**PROBLEM REQUIREMENTS**
Below are the records; repeat them in full, exactly.

**EXTRACTED ENTRIES**
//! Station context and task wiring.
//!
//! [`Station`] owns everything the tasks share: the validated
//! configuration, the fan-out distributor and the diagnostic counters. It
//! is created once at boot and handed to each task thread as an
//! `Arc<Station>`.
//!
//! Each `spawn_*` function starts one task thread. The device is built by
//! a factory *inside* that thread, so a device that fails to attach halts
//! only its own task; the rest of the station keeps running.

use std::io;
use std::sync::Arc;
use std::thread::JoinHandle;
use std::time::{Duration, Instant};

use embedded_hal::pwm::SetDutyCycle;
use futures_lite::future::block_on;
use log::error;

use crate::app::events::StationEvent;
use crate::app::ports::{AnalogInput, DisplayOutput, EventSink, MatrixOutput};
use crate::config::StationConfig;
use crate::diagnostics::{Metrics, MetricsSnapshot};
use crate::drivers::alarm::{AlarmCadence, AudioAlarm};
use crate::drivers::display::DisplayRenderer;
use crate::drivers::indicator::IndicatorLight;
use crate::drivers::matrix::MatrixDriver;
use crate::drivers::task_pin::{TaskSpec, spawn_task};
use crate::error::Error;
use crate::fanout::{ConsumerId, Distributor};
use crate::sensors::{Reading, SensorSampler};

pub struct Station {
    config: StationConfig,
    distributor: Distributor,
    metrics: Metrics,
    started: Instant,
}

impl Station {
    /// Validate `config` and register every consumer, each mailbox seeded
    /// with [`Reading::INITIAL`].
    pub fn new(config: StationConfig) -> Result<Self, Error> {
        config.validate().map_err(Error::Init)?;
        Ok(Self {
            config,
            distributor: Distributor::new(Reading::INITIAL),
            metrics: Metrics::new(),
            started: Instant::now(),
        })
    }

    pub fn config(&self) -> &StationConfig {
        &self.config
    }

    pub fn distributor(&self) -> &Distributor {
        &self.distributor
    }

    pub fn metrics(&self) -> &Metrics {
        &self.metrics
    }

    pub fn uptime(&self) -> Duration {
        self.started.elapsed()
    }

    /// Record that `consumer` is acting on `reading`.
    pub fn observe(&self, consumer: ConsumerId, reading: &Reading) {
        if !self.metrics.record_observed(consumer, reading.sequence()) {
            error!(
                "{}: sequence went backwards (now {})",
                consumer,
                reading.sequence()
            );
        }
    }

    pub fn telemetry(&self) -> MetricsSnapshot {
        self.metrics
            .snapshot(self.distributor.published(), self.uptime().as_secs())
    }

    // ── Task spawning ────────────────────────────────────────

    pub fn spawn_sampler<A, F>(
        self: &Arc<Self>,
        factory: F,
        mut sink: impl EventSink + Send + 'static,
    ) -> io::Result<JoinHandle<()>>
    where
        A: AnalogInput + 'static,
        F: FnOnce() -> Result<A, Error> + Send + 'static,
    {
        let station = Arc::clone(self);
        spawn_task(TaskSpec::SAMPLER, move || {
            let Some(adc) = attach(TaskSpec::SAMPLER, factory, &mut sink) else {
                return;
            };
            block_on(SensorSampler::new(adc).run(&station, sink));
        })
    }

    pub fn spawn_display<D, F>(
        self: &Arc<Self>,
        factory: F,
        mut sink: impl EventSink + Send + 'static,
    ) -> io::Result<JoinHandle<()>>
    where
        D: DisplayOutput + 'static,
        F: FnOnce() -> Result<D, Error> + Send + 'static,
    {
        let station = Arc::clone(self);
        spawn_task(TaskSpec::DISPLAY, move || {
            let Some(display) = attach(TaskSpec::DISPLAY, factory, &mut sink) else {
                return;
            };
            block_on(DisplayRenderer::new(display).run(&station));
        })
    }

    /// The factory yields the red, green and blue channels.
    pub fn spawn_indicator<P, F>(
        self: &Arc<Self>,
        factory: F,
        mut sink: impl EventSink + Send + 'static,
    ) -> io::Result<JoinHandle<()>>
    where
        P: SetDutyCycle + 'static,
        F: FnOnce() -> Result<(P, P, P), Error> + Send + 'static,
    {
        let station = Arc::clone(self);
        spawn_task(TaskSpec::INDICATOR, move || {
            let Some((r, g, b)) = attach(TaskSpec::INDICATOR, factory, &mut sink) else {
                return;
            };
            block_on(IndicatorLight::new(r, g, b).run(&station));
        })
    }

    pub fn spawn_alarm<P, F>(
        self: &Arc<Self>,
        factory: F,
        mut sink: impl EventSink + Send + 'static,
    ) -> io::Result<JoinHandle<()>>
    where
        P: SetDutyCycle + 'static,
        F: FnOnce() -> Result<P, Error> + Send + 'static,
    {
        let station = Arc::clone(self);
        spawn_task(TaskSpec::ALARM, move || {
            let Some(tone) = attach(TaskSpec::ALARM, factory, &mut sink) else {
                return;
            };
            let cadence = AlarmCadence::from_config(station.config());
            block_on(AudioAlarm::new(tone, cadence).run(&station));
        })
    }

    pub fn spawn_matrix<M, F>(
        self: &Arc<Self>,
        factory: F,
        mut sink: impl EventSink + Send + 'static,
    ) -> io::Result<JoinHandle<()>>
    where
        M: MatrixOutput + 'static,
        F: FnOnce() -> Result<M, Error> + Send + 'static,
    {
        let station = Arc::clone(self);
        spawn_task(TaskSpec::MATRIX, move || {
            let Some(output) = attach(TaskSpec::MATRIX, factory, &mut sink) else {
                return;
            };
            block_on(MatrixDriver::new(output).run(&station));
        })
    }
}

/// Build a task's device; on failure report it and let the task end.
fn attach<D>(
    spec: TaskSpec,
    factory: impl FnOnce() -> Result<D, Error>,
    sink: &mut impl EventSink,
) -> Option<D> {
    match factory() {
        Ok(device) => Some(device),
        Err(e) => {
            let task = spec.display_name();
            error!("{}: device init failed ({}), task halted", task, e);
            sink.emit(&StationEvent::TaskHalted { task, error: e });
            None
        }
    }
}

**OUTPUT**
//! Station context and task wiring.
//!
//! [`Station`] owns everything the tasks share: the validated
//! configuration, the fan-out distributor and the diagnostic counters. It
//! is created once at boot and handed to each task thread as an
//! `Arc<Station>`.
//!
//! Each `spawn_*` function starts one task thread. The device is built by
//! a factory *inside* that thread, so a device that fails to attach halts
//! only its own task; the rest of the station keeps running.

use std::io;
use std::sync::Arc;
use std::thread::JoinHandle;
use std::time::{Duration, Instant};

use embedded_hal::pwm::SetDutyCycle;
use futures_lite::future::block_on;
use log::error;

use crate::app::events::StationEvent;
use crate::app::ports::{AnalogInput, DisplayOutput, EventSink, MatrixOutput};
use crate::config::StationConfig;
use crate::diagnostics::{Metrics, MetricsSnapshot};
use crate::drivers::alarm::{AlarmCadence, AudioAlarm};
use crate::drivers::display::DisplayRenderer;
use crate::drivers::indicator::IndicatorLight;
use crate::drivers::matrix::MatrixDriver;
use crate::drivers::task_pin::{TaskSpec, spawn_task};
use crate::error::Error;
use crate::fanout::{ConsumerId, Distributor};
use crate::sensors::{Reading, SensorSampler};

pub struct Station {
    config: StationConfig,
    distributor: Distributor,
    metrics: Metrics,
    started: Instant,
}

impl Station {
    /// Validate `config` and register every consumer, each mailbox seeded
    /// with [`Reading::INITIAL`].
    pub fn new(config: StationConfig) -> Result<Self, Error> {
        config.validate().map_err(Error::Init)?;
        Ok(Self {
            config,
            distributor: Distributor::new(Reading::INITIAL),
            metrics: Metrics::new(),
            started: Instant::now(),
        })
    }

    pub fn config(&self) -> &StationConfig {
        &self.config
    }

    pub fn distributor(&self) -> &Distributor {
        &self.distributor
    }

    pub fn metrics(&self) -> &Metrics {
        &self.metrics
    }

    pub fn uptime(&self) -> Duration {
        self.started.elapsed()
    }

    /// Record that `consumer` is acting on `reading`.
    pub fn observe(&self, consumer: ConsumerId, reading: &Reading) {
        if !self.metrics.record_observed(consumer, reading.sequence()) {
            error!(
                "{}: sequence went backwards (now {})",
                consumer,
                reading.sequence()
            );
        }
    }

    pub fn telemetry(&self) -> MetricsSnapshot {
        self.metrics
            .snapshot(self.distributor.published(), self.uptime().as_secs())
    }

    // ── Task spawning ────────────────────────────────────────

    pub fn spawn_sampler<A, F>(
        self: &Arc<Self>,
        factory: F,
        mut sink: impl EventSink + Send + 'static,
    ) -> io::Result<JoinHandle<()>>
    where
        A: AnalogInput + 'static,
        F: FnOnce() -> Result<A, Error> + Send + 'static,
    {
        let station = Arc::clone(self);
        spawn_task(TaskSpec::SAMPLER, move || {
            let Some(adc) = attach(TaskSpec::SAMPLER, factory, &mut sink) else {
                return;
            };
            block_on(SensorSampler::new(adc).run(&station, sink));
        })
    }

    pub fn spawn_display<D, F>(
        self: &Arc<Self>,
        factory: F,
        mut sink: impl EventSink + Send + 'static,
    ) -> io::Result<JoinHandle<()>>
    where
        D: DisplayOutput + 'static,
        F: FnOnce() -> Result<D, Error> + Send + 'static,
    {
        let station = Arc::clone(self);
        spawn_task(TaskSpec::DISPLAY, move || {
            let Some(display) = attach(TaskSpec::DISPLAY, factory, &mut sink) else {
                return;
            };
            block_on(DisplayRenderer::new(display).run(&station));
        })
    }

    /// The factory yields the red, green and blue channels.
    pub fn spawn_indicator<P, F>(
        self: &Arc<Self>,
        factory: F,
        mut sink: impl EventSink + Send + 'static,
    ) -> io::Result<JoinHandle<()>>
    where
        P: SetDutyCycle + 'static,
        F: FnOnce() -> Result<(P, P, P), Error> + Send + 'static,
    {
        let station = Arc::clone(self);
        spawn_task(TaskSpec::INDICATOR, move || {
            let Some((r, g, b)) = attach(TaskSpec::INDICATOR, factory, &mut sink) else {
                return;
            };
            block_on(IndicatorLight::new(r, g, b).run(&station));
        })
    }

    pub fn spawn_alarm<P, F>(
        self: &Arc<Self>,
        factory: F,
        mut sink: impl EventSink + Send + 'static,
    ) -> io::Result<JoinHandle<()>>
    where
        P: SetDutyCycle + 'static,
        F: FnOnce() -> Result<P, Error> + Send + 'static,
    {
        let station = Arc::clone(self);
        spawn_task(TaskSpec::ALARM, move || {
            let Some(tone) = attach(TaskSpec::ALARM, factory, &mut sink) else {
                return;
            };
            let cadence = AlarmCadence::from_config(station.config());
            block_on(AudioAlarm::new(tone, cadence).run(&station));
        })
    }

    pub fn spawn_matrix<M, F>(
        self: &Arc<Self>,
        factory: F,
        mut sink: impl EventSink + Send + 'static,
    ) -> io::Result<JoinHandle<()>>
    where
        M: MatrixOutput + 'static,
        F: FnOnce() -> Result<M, Error> + Send + 'static,
    {
        let station = Arc::clone(self);
        spawn_task(TaskSpec::MATRIX, move || {
            let Some(output) = attach(TaskSpec::MATRIX, factory, &mut sink) else {
                return;
            };
            block_on(MatrixDriver::new(output).run(&station));
        })
    }
}

/// Build a task's device; on failure report it and let the task end.
fn attach<D>(
    spec: TaskSpec,
    factory: impl FnOnce() -> Result<D, Error>,
    sink: &mut impl EventSink,
) -> Option<D> {
    match factory() {
        Ok(device) => Some(device),
        Err(e) => {
            let task = spec.display_name();
            error!("{}: device init failed ({}), task halted", task, e);
            sink.emit(&StationEvent::TaskHalted { task, error: e });
            None
        }
    }
}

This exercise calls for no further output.